— ASSIGNED TASK —
Check each line of the material below, and copy it if it holds the string "GameError".

— DATA FOR PROCESSING —
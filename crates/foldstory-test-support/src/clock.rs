//! Test clock — deterministic `Clock` implementation for tests.

use chrono::{DateTime, Utc};
use foldstory_core::clock::Clock;

/// A clock that always returns a fixed point in time.
#[derive(Debug, Clone, Copy)]
pub struct FixedClock(pub DateTime<Utc>);

impl Clock for FixedClock {
    fn now(&self) -> DateTime<Utc> {
        self.0
    }
}
//! Foldstory — the writing-session engine.
//!
//! Owns the session lifecycle: turn rotation, segment submission,
//! pass/leave, early-termination voting, and the read views. All
//! invariant enforcement lives here; callers only see tagged results.

pub mod application;
pub mod domain;
//! Routes for the session engine.
//!
//! Callers identify themselves with a durable anonymous token in the
//! `x-anon-token` header. When the header is absent a token is minted and
//! echoed back in the response for the client to persist; capability
//! tokens for mutations travel in request bodies, and the state query
//! accepts either capability as a query parameter.

use axum::extract::{Path, Query, State};
use axum::http::{HeaderMap, StatusCode};
use axum::{Json, Router, routing::get, routing::post};
use serde::{Deserialize, Serialize};
use tracing::{info, instrument};

use foldstory_core::error::GameError;
use foldstory_identity::IdentityResolution;
use foldstory_session::application::command_handlers;
use foldstory_session::application::query_handlers::{self, SessionView};
use foldstory_session::domain::commands;
use foldstory_session::domain::session::WordCountRange;

use crate::error::ApiError;
use crate::state::AppState;

/// Header carrying the client's durable anonymous token.
pub const ANON_TOKEN_HEADER: &str = "x-anon-token";

/// Request body for POST /.
#[derive(Debug, Deserialize)]
pub struct CreateSessionRequest {
    /// Roster capacity for the new session.
    pub max_contributors: usize,
    /// Word-count bounds for every segment.
    pub word_count_range: WordCountRange,
}

/// Response body for POST /.
#[derive(Debug, Serialize)]
pub struct CreateSessionResponse {
    /// The allocated session id.
    pub session_id: String,
    /// Link granting the creator's contributor capability.
    pub contributor_link: String,
    /// Link granting read-only observation.
    pub observer_link: String,
    /// Freshly minted anonymous token, present only when the request
    /// carried none.
    #[serde(skip_serializing_if = "Option::is_none")]
    pub anon_token: Option<String>,
}

/// Response body for POST /{session_id}/join.
#[derive(Debug, Serialize)]
pub struct JoinSessionResponse {
    /// The joiner's contributor id.
    pub contributor_id: String,
    /// Link for the joiner's contributor slot.
    pub contributor_link: String,
    /// Freshly minted anonymous token, present only when the request
    /// carried none.
    #[serde(skip_serializing_if = "Option::is_none")]
    pub anon_token: Option<String>,
}

/// Request body for token-only commands (start, pass, leave, vote).
#[derive(Debug, Deserialize)]
pub struct TokenRequest {
    /// The caller's contributor token.
    pub contributor_token: String,
}

/// Request body for POST /{session_id}/submit.
#[derive(Debug, Deserialize)]
pub struct SubmitSegmentRequest {
    /// The caller's contributor token.
    pub contributor_token: String,
    /// The segment text.
    pub text: String,
}

/// Query parameters for GET /{session_id}/state.
#[derive(Debug, Deserialize)]
pub struct StateQuery {
    /// Contributor or observer capability token.
    pub token: String,
}

fn resolve_identity(state: &AppState, headers: &HeaderMap) -> Result<IdentityResolution, ApiError> {
    let presented = headers
        .get(ANON_TOKEN_HEADER)
        .and_then(|value| value.to_str().ok());
    let mut tokens = state.tokens.lock().map_err(|e| {
        ApiError(GameError::Infrastructure(format!(
            "token source mutex poisoned: {e}"
        )))
    })?;
    Ok(foldstory_identity::resolve(presented, &mut *tokens))
}

/// POST /
#[instrument(skip(state, headers, request))]
async fn create_session(
    State(state): State<AppState>,
    headers: HeaderMap,
    Json(request): Json<CreateSessionRequest>,
) -> Result<(StatusCode, Json<CreateSessionResponse>), ApiError> {
    let resolution = resolve_identity(&state, &headers)?;
    let command = commands::CreateSession {
        max_contributors: request.max_contributors,
        word_count_range: request.word_count_range,
        creator_identity: resolution.identity,
    };

    info!("handling create_session command");

    let created = command_handlers::handle_create_session(
        &command,
        state.clock.as_ref(),
        &state.tokens,
        state.repository.as_ref(),
        &state.policy,
    )
    .await?;

    Ok((
        StatusCode::CREATED,
        Json(CreateSessionResponse {
            session_id: created.session_id,
            contributor_link: created.contributor_link,
            observer_link: created.observer_link,
            anon_token: resolution.minted_token,
        }),
    ))
}

/// POST /{session_id}/join
#[instrument(skip(state, headers), fields(session_id = %session_id))]
async fn join_session(
    State(state): State<AppState>,
    Path(session_id): Path<String>,
    headers: HeaderMap,
) -> Result<Json<JoinSessionResponse>, ApiError> {
    let resolution = resolve_identity(&state, &headers)?;
    let command = commands::JoinSession {
        session_id,
        identity: resolution.identity,
    };

    info!("handling join_session command");

    let joined = command_handlers::handle_join_session(
        &command,
        state.clock.as_ref(),
        &state.tokens,
        state.repository.as_ref(),
        &state.policy,
    )
    .await?;

    Ok(Json(JoinSessionResponse {
        contributor_id: joined.contributor_id,
        contributor_link: joined.contributor_link,
        anon_token: resolution.minted_token,
    }))
}

/// POST /{session_id}/start
#[instrument(skip(state, request), fields(session_id = %session_id))]
async fn start_session(
    State(state): State<AppState>,
    Path(session_id): Path<String>,
    Json(request): Json<TokenRequest>,
) -> Result<Json<SessionView>, ApiError> {
    let command = commands::StartSession {
        session_id,
        contributor_token: request.contributor_token,
    };

    info!("handling start_session command");

    let view = command_handlers::handle_start_session(
        &command,
        state.clock.as_ref(),
        state.repository.as_ref(),
        &state.policy,
    )
    .await?;

    Ok(Json(view))
}

/// POST /{session_id}/submit
#[instrument(skip(state, request), fields(session_id = %session_id))]
async fn submit_segment(
    State(state): State<AppState>,
    Path(session_id): Path<String>,
    Json(request): Json<SubmitSegmentRequest>,
) -> Result<Json<SessionView>, ApiError> {
    let command = commands::SubmitSegment {
        session_id,
        contributor_token: request.contributor_token,
        text: request.text,
    };

    info!("handling submit_segment command");

    let view = command_handlers::handle_submit_segment(
        &command,
        state.clock.as_ref(),
        state.repository.as_ref(),
        &state.policy,
    )
    .await?;

    Ok(Json(view))
}

/// POST /{session_id}/pass
#[instrument(skip(state, request), fields(session_id = %session_id))]
async fn pass_turn(
    State(state): State<AppState>,
    Path(session_id): Path<String>,
    Json(request): Json<TokenRequest>,
) -> Result<Json<SessionView>, ApiError> {
    let command = commands::PassTurn {
        session_id,
        contributor_token: request.contributor_token,
    };

    info!("handling pass_turn command");

    let view = command_handlers::handle_pass_turn(
        &command,
        state.clock.as_ref(),
        state.repository.as_ref(),
        &state.policy,
    )
    .await?;

    Ok(Json(view))
}

/// POST /{session_id}/leave
#[instrument(skip(state, request), fields(session_id = %session_id))]
async fn leave_session(
    State(state): State<AppState>,
    Path(session_id): Path<String>,
    Json(request): Json<TokenRequest>,
) -> Result<Json<SessionView>, ApiError> {
    let command = commands::LeaveSession {
        session_id,
        contributor_token: request.contributor_token,
    };

    info!("handling leave_session command");

    let view = command_handlers::handle_leave_session(
        &command,
        state.clock.as_ref(),
        state.repository.as_ref(),
        &state.policy,
    )
    .await?;

    Ok(Json(view))
}

/// POST /{session_id}/vote
#[instrument(skip(state, request), fields(session_id = %session_id))]
async fn vote_to_end(
    State(state): State<AppState>,
    Path(session_id): Path<String>,
    Json(request): Json<TokenRequest>,
) -> Result<Json<SessionView>, ApiError> {
    let command = commands::VoteToEnd {
        session_id,
        contributor_token: request.contributor_token,
    };

    info!("handling vote_to_end command");

    let view = command_handlers::handle_vote_to_end(
        &command,
        state.clock.as_ref(),
        state.repository.as_ref(),
        &state.policy,
    )
    .await?;

    Ok(Json(view))
}

/// GET /{session_id}/state
#[instrument(skip(state, query), fields(session_id = %session_id))]
async fn get_session_state(
    State(state): State<AppState>,
    Path(session_id): Path<String>,
    Query(query): Query<StateQuery>,
) -> Result<Json<SessionView>, ApiError> {
    let view = query_handlers::get_session_state(
        &session_id,
        &query.token,
        state.clock.as_ref(),
        state.repository.as_ref(),
        &state.policy,
    )
    .await?;

    Ok(Json(view))
}

/// Returns the router for the session engine.
pub fn router() -> Router<AppState> {
    Router::new()
        .route("/", post(create_session))
        .route("/{session_id}/join", post(join_session))
        .route("/{session_id}/start", post(start_session))
        .route("/{session_id}/submit", post(submit_segment))
        .route("/{session_id}/pass", post(pass_turn))
        .route("/{session_id}/leave", post(leave_session))
        .route("/{session_id}/vote", post(vote_to_end))
        .route("/{session_id}/state", get(get_session_state))
}

#[cfg(test)]
mod tests {
    use super::*;

    use std::sync::{Arc, Mutex};

    use axum::body::Body;
    use axum::http::{Request, StatusCode};
    use chrono::TimeZone;
    use foldstory_core::clock::Clock;
    use foldstory_core::repository::SessionRepository;
    use foldstory_core::tokens::TokenSource;
    use foldstory_session::domain::policy::EnginePolicy;
    use foldstory_store::MemorySessionRepository;
    use foldstory_test_support::{FailingSessionRepository, FixedClock, SequenceTokens};
    use serde_json::Value;
    use tower::ServiceExt;

    fn app_state_with(repository: Arc<dyn SessionRepository>) -> AppState {
        let clock: Arc<dyn Clock> = Arc::new(FixedClock(
            chrono::Utc.with_ymd_and_hms(2026, 3, 1, 12, 0, 0).unwrap(),
        ));
        let tokens: Arc<Mutex<dyn TokenSource + Send>> =
            Arc::new(Mutex::new(SequenceTokens::default()));
        AppState::new(
            repository,
            clock,
            tokens,
            Arc::new(EnginePolicy::default()),
        )
    }

    fn test_app_state() -> AppState {
        app_state_with(Arc::new(MemorySessionRepository::new()))
    }

    fn failing_app_state() -> AppState {
        app_state_with(Arc::new(FailingSessionRepository))
    }

    fn create_request(body: &Value) -> Request<Body> {
        Request::builder()
            .method("POST")
            .uri("/")
            .header("content-type", "application/json")
            .body(Body::from(serde_json::to_vec(body).unwrap()))
            .unwrap()
    }

    fn valid_create_body() -> Value {
        serde_json::json!({
            "max_contributors": 4,
            "word_count_range": { "min": 10, "max": 200 }
        })
    }

    #[tokio::test]
    async fn test_create_session_returns_201_and_mints_anon_token() {
        // Arrange
        let app = router().with_state(test_app_state());

        // Act
        let response = app.oneshot(create_request(&valid_create_body())).await.unwrap();

        // Assert
        assert_eq!(response.status(), StatusCode::CREATED);

        let body_bytes = axum::body::to_bytes(response.into_body(), usize::MAX)
            .await
            .unwrap();
        let json: Value = serde_json::from_slice(&body_bytes).unwrap();

        assert!(json["session_id"].is_string());
        assert!(json["contributor_link"].as_str().unwrap().starts_with("/session/"));
        assert!(json["observer_link"].as_str().unwrap().contains("/observer/"));
        // No x-anon-token header was sent, so one is minted and echoed.
        assert!(json["anon_token"].is_string());
    }

    #[tokio::test]
    async fn test_create_session_with_header_echoes_no_token() {
        // Arrange
        let app = router().with_state(test_app_state());
        let request = Request::builder()
            .method("POST")
            .uri("/")
            .header("content-type", "application/json")
            .header(ANON_TOKEN_HEADER, "durable-client-token")
            .body(Body::from(serde_json::to_vec(&valid_create_body()).unwrap()))
            .unwrap();

        // Act
        let response = app.oneshot(request).await.unwrap();

        // Assert
        assert_eq!(response.status(), StatusCode::CREATED);
        let body_bytes = axum::body::to_bytes(response.into_body(), usize::MAX)
            .await
            .unwrap();
        let json: Value = serde_json::from_slice(&body_bytes).unwrap();
        assert!(json.get("anon_token").is_none());
    }

    #[tokio::test]
    async fn test_create_session_returns_422_for_missing_body() {
        // Arrange
        let app = router().with_state(test_app_state());
        let request = Request::builder()
            .method("POST")
            .uri("/")
            .header("content-type", "application/json")
            .body(Body::from("{}"))
            .unwrap();

        // Act
        let response = app.oneshot(request).await.unwrap();

        // Assert — Axum returns 422 for deserialization failures.
        assert_eq!(response.status(), StatusCode::UNPROCESSABLE_ENTITY);
    }

    #[tokio::test]
    async fn test_create_session_returns_500_when_repository_fails() {
        // Arrange
        let app = router().with_state(failing_app_state());

        // Act
        let response = app.oneshot(create_request(&valid_create_body())).await.unwrap();

        // Assert
        assert_eq!(response.status(), StatusCode::INTERNAL_SERVER_ERROR);

        let body_bytes = axum::body::to_bytes(response.into_body(), usize::MAX)
            .await
            .unwrap();
        let json: Value = serde_json::from_slice(&body_bytes).unwrap();
        assert_eq!(json["error"], "infrastructure_error");
    }
}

— YOUR SOLUTION —
use foldstory_core::error::GameError;
        ApiError(GameError::Infrastructure(format!(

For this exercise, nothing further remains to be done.